Records for the task section start

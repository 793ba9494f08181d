use crate::dashboard::draw::Rgba;
use ratatui::style::{Color, Style};
use serde::Deserialize;

#[derive(Clone, Copy, Debug, Deserialize)]
pub struct Spec {
    pub fg: Rgba,
    pub bg: Rgba,
}

/// Colors of the map panel's draw description.
#[derive(Clone, Copy, Debug, Deserialize)]
pub struct MapPalette {
    pub background: Rgba,
    pub grid: Rgba,
    pub agent: Rgba,
    pub glow: Rgba,
    pub coordinates: Rgba,
}

#[derive(Clone, Copy, Debug, Deserialize)]
pub struct Buttons {
    pub idle: Spec,
    pub pressed: Spec,
}

#[derive(Clone, Debug, Deserialize)]
pub struct ColorScheme {
    // NOTE: when set, colors are mapped onto the 256-color palette for terminals without truecolor support
    #[serde(default)]
    pub indexed: bool,
    pub window: Spec,
    pub title: Spec,
    pub panel: Spec,
    pub border: Rgba,
    pub buttons: Buttons,
    pub map: MapPalette,
}

impl ColorScheme {
    /// Converts to a terminal color, compositing any transparency over the window background.
    pub fn color(&self, rgba: Rgba) -> Color {
        self.color_over(rgba, self.window.bg)
    }

    /// Converts a map primitive's color, compositing any transparency over the map background.
    pub fn map_color(&self, rgba: Rgba) -> Color {
        self.color_over(rgba, self.map.background)
    }

    fn color_over(&self, rgba: Rgba, background: Rgba) -> Color {
        let (r, g, b) = rgba.over(background);

        if self.indexed {
            Color::Indexed(ansi_colours::ansi256_from_rgb((r, g, b)))
        } else {
            Color::Rgb(r, g, b)
        }
    }

    pub fn style(&self, spec: &Spec) -> Style {
        Style::new().fg(self.color(spec.fg)).bg(self.color(spec.bg))
    }

    pub fn border_style(&self) -> Style {
        Style::new().fg(self.color(self.border)).bg(self.color(self.panel.bg))
    }

    pub fn background(&self) -> Color {
        self.color(self.window.bg)
    }

    pub fn button_style(&self, pressed: bool) -> Style {
        let spec = if pressed { &self.buttons.pressed } else { &self.buttons.idle };

        self.style(spec)
    }
}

Records for the task section end

Instructions for the task:
Which of the lines in the data hold the string "else"? Report each of them by copying it.

Answer box:
        } else {
        let spec = if pressed { &self.buttons.pressed } else { &self.buttons.idle };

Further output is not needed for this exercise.